*** Begin section ***

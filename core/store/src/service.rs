//! HTTP surface over [`MemoryStore`].
//!
//! Store calls are synchronous SQLite work, so every handler hops onto the
//! blocking pool.

use agent_memory_schemas::{MemoryId, MemoryPatch, NewMemory};
use axum::{
    extract::{Json, Path, Query, State},
    http::StatusCode,
    response::IntoResponse,
    routing::{get, post},
    Router,
};
use serde::Deserialize;
use std::sync::Arc;
use tower_http::trace::TraceLayer;
use tracing::{error, info};

use crate::database::MemoryStore;
use crate::error::{MemoryError, Result};

/// Results returned by `/search` when `top_k` is not given
pub const DEFAULT_TOP_K: i64 = 3;

#[derive(Clone)]
pub struct AppState {
    pub store: Arc<MemoryStore>,
}

pub fn router(store: Arc<MemoryStore>) -> Router {
    Router::new()
        .route("/health", get(health_check))
        .route("/stats", get(stats))
        .route("/search", get(search))
        .route("/memories", post(save_memory))
        .route("/memories/recent", get(recent_memories))
        .route(
            "/memories/:id",
            get(get_memory).patch(update_memory).delete(delete_memory),
        )
        .route("/memories/:id/verify", post(verify_memory))
        .layer(TraceLayer::new_for_http())
        .with_state(AppState { store })
}

fn status_for(e: &MemoryError) -> StatusCode {
    match e {
        MemoryError::NotFound(_) => StatusCode::NOT_FOUND,
        MemoryError::Validation(_) => StatusCode::BAD_REQUEST,
        _ => StatusCode::INTERNAL_SERVER_ERROR,
    }
}

/// Run a store call on the blocking pool and map failures to HTTP errors.
async fn with_store<T, F>(state: &AppState, action: &str, f: F) -> std::result::Result<T, (StatusCode, String)>
where
    T: Send + 'static,
    F: FnOnce(&MemoryStore) -> Result<T> + Send + 'static,
{
    let store = Arc::clone(&state.store);
    let outcome = tokio::task::spawn_blocking(move || f(&store))
        .await
        .map_err(|e| {
            error!("{} task failed: {}", action, e);
            (StatusCode::INTERNAL_SERVER_ERROR, e.to_string())
        })?;

    outcome.map_err(|e| {
        let status = status_for(&e);
        if status.is_server_error() {
            error!("{} failed: {}", action, e);
        } else {
            info!("{} rejected: {}", action, e);
        }
        (status, e.to_string())
    })
}

async fn health_check(State(state): State<AppState>) -> impl IntoResponse {
    Json(serde_json::json!({
        "service": "agent-memory",
        "status": "healthy",
        "embedder": state.store.embedder().model_name(),
        "version": env!("CARGO_PKG_VERSION")
    }))
}

async fn stats(
    State(state): State<AppState>,
) -> std::result::Result<impl IntoResponse, (StatusCode, String)> {
    let (count, report) = with_store(&state, "Stats", |store| {
        Ok((store.count()?, store.check_consistency()?))
    })
    .await?;

    Ok(Json(serde_json::json!({
        "memories": count,
        "consistent": report.is_consistent(),
        "indexes": report
    })))
}

#[derive(Debug, Deserialize)]
struct SearchParams {
    #[serde(default)]
    q: String,
    #[serde(default = "default_top_k")]
    top_k: i64,
}

fn default_top_k() -> i64 {
    DEFAULT_TOP_K
}

async fn search(
    State(state): State<AppState>,
    Query(params): Query<SearchParams>,
) -> std::result::Result<impl IntoResponse, (StatusCode, String)> {
    info!("Searching: {} (top_k: {})", params.q, params.top_k);

    // Non-positive top_k is an empty answer, not an error
    let top_k = usize::try_from(params.top_k).unwrap_or(0);
    let results = with_store(&state, "Search", move |store| store.query(&params.q, top_k)).await?;

    info!("Found {} results", results.len());
    Ok(Json(results))
}

async fn save_memory(
    State(state): State<AppState>,
    Json(memory): Json<NewMemory>,
) -> std::result::Result<impl IntoResponse, (StatusCode, String)> {
    let id = with_store(&state, "Save", move |store| store.save(&memory)).await?;

    Ok((
        StatusCode::CREATED,
        Json(serde_json::json!({
            "status": "success",
            "id": id,
            "message": format!("Memory saved with ID {}", id)
        })),
    ))
}

async fn get_memory(
    State(state): State<AppState>,
    Path(id): Path<i64>,
) -> std::result::Result<impl IntoResponse, (StatusCode, String)> {
    let id = MemoryId(id);
    let memory = with_store(&state, "Get", move |store| store.get(id)).await?;

    match memory {
        Some(memory) => Ok(Json(memory)),
        None => Err((StatusCode::NOT_FOUND, MemoryError::NotFound(id).to_string())),
    }
}

async fn update_memory(
    State(state): State<AppState>,
    Path(id): Path<i64>,
    Json(patch): Json<MemoryPatch>,
) -> std::result::Result<impl IntoResponse, (StatusCode, String)> {
    let id = MemoryId(id);
    let memory = with_store(&state, "Update", move |store| store.update(id, &patch)).await?;

    Ok(Json(memory))
}

async fn delete_memory(
    State(state): State<AppState>,
    Path(id): Path<i64>,
) -> std::result::Result<impl IntoResponse, (StatusCode, String)> {
    let id = MemoryId(id);
    with_store(&state, "Delete", move |store| store.delete(id)).await?;

    Ok(Json(serde_json::json!({
        "status": "success",
        "message": format!("Memory {} deleted", id)
    })))
}

async fn verify_memory(
    State(state): State<AppState>,
    Path(id): Path<i64>,
) -> std::result::Result<impl IntoResponse, (StatusCode, String)> {
    let id = MemoryId(id);
    let memory = with_store(&state, "Verify", move |store| {
        store.verify(id)?;
        store.get(id)?.ok_or(MemoryError::NotFound(id))
    })
    .await?;

    Ok(Json(serde_json::json!({
        "status": "success",
        "id": id,
        "last_verified_at": memory.last_verified_at
    })))
}

fn default_recent_limit() -> usize {
    10
}

#[derive(Debug, Deserialize)]
struct RecentParams {
    #[serde(default = "default_recent_limit")]
    limit: usize,
}

async fn recent_memories(
    State(state): State<AppState>,
    Query(params): Query<RecentParams>,
) -> std::result::Result<impl IntoResponse, (StatusCode, String)> {
    let limit = params.limit.clamp(1, 100);
    let memories = with_store(&state, "Recent", move |store| store.recent(limit)).await?;

    Ok(Json(serde_json::json!({ "memories": memories })))
}
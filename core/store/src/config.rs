use agent_memory_indexing::{Embedder, RetrievalConfig};
use std::path::{Path, PathBuf};
use std::process::{Command, Stdio};
use std::sync::Arc;
use tracing::{debug, info};

use crate::error::Result;

/// Directory created next to the project root for store files
pub const DB_DIR: &str = ".ctxhub";

pub const DB_FILE: &str = "memory.sqlite";

/// Overrides the database location when no `--db-path` is given
pub const DB_PATH_ENV: &str = "AGENT_MEMORY_DB_PATH";

#[derive(Debug, Clone, PartialEq)]
pub struct StoreConfig {
    pub db_path: PathBuf,
    pub retrieval: RetrievalConfig,
}

impl StoreConfig {
    pub fn new(db_path: impl Into<PathBuf>) -> Self {
        Self {
            db_path: db_path.into(),
            retrieval: RetrievalConfig::default(),
        }
    }

    /// Explicit path, then `AGENT_MEMORY_DB_PATH`, then `<project root>/.ctxhub/memory.sqlite`.
    pub fn resolve(explicit: Option<PathBuf>) -> Self {
        let db_path = explicit
            .or_else(|| std::env::var_os(DB_PATH_ENV).map(PathBuf::from))
            .unwrap_or_else(default_db_path);

        Self::new(db_path)
    }

    pub(crate) fn ensure_parent_dir(&self) -> Result<()> {
        if let Some(parent) = self.db_path.parent() {
            if !parent.as_os_str().is_empty() {
                std::fs::create_dir_all(parent)?;
            }
        }
        Ok(())
    }
}

pub fn default_db_path() -> PathBuf {
    project_root().join(DB_DIR).join(DB_FILE)
}

/// Git top-level directory, or the current directory outside a repository.
fn project_root() -> PathBuf {
    let git_root = Command::new("git")
        .args(["rev-parse", "--show-toplevel"])
        .stderr(Stdio::null())
        .output()
        .ok()
        .filter(|output| output.status.success())
        .and_then(|output| String::from_utf8(output.stdout).ok())
        .map(|root| root.trim().to_string())
        .filter(|root| !root.is_empty());

    match git_root {
        Some(root) => {
            debug!("Using git root {}", root);
            PathBuf::from(root)
        }
        None => std::env::current_dir().unwrap_or_else(|_| Path::new(".").to_path_buf()),
    }
}

/// The process-wide embedder: the local model when compiled in, otherwise
/// the hashing embedder.
#[cfg(feature = "fastembed")]
pub fn default_embedder() -> Result<Arc<dyn Embedder>> {
    let embedder = agent_memory_indexing::FastEmbedder::new()?;
    info!("Embedding engine initialized ({})", embedder.model_name());
    Ok(Arc::new(embedder))
}

#[cfg(not(feature = "fastembed"))]
pub fn default_embedder() -> Result<Arc<dyn Embedder>> {
    let embedder = agent_memory_indexing::HashEmbedder::new();
    tracing::warn!("Built without the fastembed feature, semantic search uses token hashing");
    info!("Embedding engine initialized ({})", embedder.model_name());
    Ok(Arc::new(embedder))
}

*** End section ***

» What is expected: Using the listing above, gather each line that holds the string "count" and copy it.

» Solved problem:
    let (count, report) = with_store(&state, "Stats", |store| {
        Ok((store.count()?, store.check_consistency()?))
        "memories": count,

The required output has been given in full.